Top of Records supplied

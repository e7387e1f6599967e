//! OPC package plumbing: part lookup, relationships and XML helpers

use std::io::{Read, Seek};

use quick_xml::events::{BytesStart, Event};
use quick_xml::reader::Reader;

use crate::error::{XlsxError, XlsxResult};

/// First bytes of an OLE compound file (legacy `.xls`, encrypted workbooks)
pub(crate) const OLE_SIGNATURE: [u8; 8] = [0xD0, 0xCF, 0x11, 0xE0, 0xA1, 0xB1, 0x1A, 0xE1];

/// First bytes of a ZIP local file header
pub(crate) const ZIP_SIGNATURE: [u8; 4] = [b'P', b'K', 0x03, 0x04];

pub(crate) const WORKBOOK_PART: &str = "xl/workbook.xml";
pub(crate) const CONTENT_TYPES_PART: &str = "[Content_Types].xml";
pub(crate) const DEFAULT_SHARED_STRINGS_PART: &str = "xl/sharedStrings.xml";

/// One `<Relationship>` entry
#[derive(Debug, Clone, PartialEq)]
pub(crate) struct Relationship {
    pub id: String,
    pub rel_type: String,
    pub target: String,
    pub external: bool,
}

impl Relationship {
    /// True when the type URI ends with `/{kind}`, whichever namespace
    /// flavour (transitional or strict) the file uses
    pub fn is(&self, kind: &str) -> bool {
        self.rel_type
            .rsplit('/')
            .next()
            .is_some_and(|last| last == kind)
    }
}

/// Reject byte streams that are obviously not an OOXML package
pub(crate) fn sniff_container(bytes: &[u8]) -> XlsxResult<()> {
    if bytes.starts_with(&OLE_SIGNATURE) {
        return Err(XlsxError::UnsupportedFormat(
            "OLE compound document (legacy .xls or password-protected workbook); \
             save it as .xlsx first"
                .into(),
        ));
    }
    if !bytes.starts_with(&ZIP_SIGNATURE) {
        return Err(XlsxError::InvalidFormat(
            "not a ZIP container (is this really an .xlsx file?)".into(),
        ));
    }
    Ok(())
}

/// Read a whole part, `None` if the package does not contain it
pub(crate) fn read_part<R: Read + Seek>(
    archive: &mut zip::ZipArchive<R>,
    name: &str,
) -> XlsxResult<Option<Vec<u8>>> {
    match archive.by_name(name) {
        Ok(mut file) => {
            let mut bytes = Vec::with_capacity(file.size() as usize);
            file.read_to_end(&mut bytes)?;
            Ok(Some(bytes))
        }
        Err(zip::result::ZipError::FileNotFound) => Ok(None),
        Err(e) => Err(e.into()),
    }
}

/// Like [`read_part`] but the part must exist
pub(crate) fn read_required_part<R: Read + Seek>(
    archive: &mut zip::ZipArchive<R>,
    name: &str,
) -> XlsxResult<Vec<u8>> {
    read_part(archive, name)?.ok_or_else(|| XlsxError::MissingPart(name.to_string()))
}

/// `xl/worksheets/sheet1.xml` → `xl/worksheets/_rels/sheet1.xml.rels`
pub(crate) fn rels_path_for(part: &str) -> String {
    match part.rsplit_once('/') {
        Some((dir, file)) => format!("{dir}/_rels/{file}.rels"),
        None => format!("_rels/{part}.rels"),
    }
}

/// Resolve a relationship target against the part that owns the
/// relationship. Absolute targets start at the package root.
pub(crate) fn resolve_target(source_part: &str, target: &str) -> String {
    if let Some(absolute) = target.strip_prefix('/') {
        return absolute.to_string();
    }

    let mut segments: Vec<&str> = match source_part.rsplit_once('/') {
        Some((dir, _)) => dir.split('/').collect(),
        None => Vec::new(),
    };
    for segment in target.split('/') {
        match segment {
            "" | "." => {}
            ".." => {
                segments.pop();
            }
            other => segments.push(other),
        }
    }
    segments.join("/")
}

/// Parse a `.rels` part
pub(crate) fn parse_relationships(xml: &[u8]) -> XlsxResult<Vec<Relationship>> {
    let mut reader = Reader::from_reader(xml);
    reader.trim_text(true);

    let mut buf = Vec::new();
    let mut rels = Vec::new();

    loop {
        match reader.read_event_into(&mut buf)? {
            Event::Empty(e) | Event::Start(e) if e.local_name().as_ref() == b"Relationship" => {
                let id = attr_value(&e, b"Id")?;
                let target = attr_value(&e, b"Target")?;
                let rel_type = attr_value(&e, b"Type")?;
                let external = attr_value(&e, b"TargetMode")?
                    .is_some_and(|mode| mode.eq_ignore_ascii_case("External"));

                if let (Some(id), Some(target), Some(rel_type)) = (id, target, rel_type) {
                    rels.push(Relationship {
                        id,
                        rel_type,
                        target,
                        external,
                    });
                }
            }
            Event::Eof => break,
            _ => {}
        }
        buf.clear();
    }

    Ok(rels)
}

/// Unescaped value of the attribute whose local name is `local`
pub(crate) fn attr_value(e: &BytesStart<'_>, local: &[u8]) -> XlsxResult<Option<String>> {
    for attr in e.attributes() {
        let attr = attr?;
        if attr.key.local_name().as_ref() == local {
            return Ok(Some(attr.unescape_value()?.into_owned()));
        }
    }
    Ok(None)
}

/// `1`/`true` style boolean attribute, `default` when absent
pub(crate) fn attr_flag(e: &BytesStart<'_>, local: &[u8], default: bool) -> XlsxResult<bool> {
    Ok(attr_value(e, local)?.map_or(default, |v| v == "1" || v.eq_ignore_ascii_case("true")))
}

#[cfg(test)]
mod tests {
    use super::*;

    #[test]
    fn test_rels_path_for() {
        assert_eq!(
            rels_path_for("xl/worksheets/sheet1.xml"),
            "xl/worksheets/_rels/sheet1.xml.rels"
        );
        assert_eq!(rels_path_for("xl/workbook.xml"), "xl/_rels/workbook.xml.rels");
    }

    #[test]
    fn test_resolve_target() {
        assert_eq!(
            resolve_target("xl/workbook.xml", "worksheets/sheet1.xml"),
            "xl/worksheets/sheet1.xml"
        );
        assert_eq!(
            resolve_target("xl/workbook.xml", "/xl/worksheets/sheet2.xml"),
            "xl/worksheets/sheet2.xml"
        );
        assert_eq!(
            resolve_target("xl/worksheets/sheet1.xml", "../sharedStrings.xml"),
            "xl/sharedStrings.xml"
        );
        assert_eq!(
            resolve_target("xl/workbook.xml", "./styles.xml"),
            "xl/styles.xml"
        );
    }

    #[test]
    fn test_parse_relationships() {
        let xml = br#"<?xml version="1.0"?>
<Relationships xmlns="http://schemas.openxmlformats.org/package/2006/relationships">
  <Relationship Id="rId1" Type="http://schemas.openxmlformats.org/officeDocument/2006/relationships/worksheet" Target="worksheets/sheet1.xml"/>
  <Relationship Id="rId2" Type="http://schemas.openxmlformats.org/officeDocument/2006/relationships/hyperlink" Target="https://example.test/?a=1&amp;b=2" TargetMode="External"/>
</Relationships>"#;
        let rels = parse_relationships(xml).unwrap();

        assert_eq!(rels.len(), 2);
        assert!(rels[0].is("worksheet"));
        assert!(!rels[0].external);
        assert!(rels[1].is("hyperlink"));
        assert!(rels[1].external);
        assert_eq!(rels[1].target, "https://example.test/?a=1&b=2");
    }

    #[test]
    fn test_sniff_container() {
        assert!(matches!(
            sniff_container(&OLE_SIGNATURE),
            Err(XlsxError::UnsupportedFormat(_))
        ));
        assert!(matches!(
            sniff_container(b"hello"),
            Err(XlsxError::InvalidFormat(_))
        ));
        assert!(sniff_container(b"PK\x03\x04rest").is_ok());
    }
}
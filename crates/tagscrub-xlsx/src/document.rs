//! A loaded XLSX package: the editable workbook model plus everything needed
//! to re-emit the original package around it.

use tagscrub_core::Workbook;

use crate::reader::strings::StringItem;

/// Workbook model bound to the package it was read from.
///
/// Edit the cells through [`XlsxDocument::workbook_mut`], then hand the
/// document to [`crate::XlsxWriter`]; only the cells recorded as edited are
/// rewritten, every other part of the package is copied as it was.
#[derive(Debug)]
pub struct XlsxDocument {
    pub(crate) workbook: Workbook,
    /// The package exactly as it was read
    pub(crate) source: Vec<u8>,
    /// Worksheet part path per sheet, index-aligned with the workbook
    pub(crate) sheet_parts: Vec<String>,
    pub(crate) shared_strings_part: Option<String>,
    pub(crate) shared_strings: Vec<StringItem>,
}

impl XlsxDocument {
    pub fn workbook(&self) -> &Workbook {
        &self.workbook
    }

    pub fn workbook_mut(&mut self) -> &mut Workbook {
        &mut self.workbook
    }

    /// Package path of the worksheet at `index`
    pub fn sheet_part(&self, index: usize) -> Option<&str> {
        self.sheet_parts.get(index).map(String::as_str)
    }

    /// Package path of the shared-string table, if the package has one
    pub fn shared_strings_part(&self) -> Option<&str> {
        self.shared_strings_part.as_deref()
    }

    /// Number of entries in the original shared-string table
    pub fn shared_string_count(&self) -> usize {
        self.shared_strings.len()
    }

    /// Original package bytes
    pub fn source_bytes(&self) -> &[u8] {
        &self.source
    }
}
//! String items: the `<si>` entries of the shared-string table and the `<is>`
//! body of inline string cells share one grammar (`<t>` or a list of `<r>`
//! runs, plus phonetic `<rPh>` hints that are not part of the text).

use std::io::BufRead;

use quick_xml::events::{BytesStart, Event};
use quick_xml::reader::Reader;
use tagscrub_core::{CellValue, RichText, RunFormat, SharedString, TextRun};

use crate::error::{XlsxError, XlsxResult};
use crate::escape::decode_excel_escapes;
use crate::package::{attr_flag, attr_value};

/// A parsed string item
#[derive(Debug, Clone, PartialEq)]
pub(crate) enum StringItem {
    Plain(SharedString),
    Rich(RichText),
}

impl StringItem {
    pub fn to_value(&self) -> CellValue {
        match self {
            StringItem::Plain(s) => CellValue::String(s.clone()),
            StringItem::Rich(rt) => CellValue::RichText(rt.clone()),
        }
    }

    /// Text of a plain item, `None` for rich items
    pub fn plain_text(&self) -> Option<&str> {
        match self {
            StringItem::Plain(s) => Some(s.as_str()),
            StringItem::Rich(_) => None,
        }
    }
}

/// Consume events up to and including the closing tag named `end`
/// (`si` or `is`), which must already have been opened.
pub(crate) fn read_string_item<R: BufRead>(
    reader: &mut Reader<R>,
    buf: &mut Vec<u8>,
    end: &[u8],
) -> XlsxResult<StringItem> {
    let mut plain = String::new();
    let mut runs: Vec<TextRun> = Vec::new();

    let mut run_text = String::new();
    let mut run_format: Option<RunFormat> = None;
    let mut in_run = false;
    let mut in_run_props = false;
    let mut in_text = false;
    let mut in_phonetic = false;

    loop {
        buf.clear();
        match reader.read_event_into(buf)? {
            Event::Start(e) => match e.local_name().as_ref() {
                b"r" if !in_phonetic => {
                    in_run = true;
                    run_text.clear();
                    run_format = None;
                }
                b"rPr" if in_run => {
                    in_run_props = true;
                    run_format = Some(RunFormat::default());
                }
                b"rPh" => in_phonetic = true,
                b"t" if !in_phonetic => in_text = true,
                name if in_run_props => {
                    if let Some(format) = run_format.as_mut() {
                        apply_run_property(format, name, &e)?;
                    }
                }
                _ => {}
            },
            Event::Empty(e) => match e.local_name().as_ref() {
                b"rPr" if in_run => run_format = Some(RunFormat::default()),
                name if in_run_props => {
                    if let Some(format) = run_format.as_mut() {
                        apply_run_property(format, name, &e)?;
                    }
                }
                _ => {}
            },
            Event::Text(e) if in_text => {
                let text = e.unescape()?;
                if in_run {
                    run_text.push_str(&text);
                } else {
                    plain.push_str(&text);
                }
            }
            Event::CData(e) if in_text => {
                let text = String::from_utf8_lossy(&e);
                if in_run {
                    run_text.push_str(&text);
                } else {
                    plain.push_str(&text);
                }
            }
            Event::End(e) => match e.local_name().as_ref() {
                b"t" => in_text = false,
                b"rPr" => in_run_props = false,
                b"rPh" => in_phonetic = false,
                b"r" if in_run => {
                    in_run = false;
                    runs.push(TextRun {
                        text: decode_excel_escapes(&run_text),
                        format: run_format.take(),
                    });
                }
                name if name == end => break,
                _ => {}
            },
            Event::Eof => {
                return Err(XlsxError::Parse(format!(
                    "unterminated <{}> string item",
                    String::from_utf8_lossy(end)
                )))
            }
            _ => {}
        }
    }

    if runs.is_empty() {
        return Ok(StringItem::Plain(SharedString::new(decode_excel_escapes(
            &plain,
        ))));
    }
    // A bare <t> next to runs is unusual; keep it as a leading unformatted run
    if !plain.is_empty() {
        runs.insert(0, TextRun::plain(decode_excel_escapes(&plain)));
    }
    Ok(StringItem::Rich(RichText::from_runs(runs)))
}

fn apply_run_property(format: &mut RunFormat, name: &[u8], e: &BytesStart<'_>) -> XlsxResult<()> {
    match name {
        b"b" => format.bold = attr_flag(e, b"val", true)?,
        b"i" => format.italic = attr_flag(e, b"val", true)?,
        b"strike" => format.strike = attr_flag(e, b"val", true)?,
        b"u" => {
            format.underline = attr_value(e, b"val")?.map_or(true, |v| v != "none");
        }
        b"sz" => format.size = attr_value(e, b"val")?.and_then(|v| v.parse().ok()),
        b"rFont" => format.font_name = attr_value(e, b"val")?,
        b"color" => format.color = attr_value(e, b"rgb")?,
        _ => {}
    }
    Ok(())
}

Bottom of Records supplied

*Action item*
All that is wanted is a faithful reproduction of the line above with "the package root.", the line with "match reader.read_event_into(&mut buf)?", and every line in between.

*Your solution*
/// relationship. Absolute targets start at the package root.
pub(crate) fn resolve_target(source_part: &str, target: &str) -> String {
    if let Some(absolute) = target.strip_prefix('/') {
        return absolute.to_string();
    }

    let mut segments: Vec<&str> = match source_part.rsplit_once('/') {
        Some((dir, _)) => dir.split('/').collect(),
        None => Vec::new(),
    };
    for segment in target.split('/') {
        match segment {
            "" | "." => {}
            ".." => {
                segments.pop();
            }
            other => segments.push(other),
        }
    }
    segments.join("/")
}

/// Parse a `.rels` part
pub(crate) fn parse_relationships(xml: &[u8]) -> XlsxResult<Vec<Relationship>> {
    let mut reader = Reader::from_reader(xml);
    reader.trim_text(true);

    let mut buf = Vec::new();
    let mut rels = Vec::new();

    loop {
        match reader.read_event_into(&mut buf)? {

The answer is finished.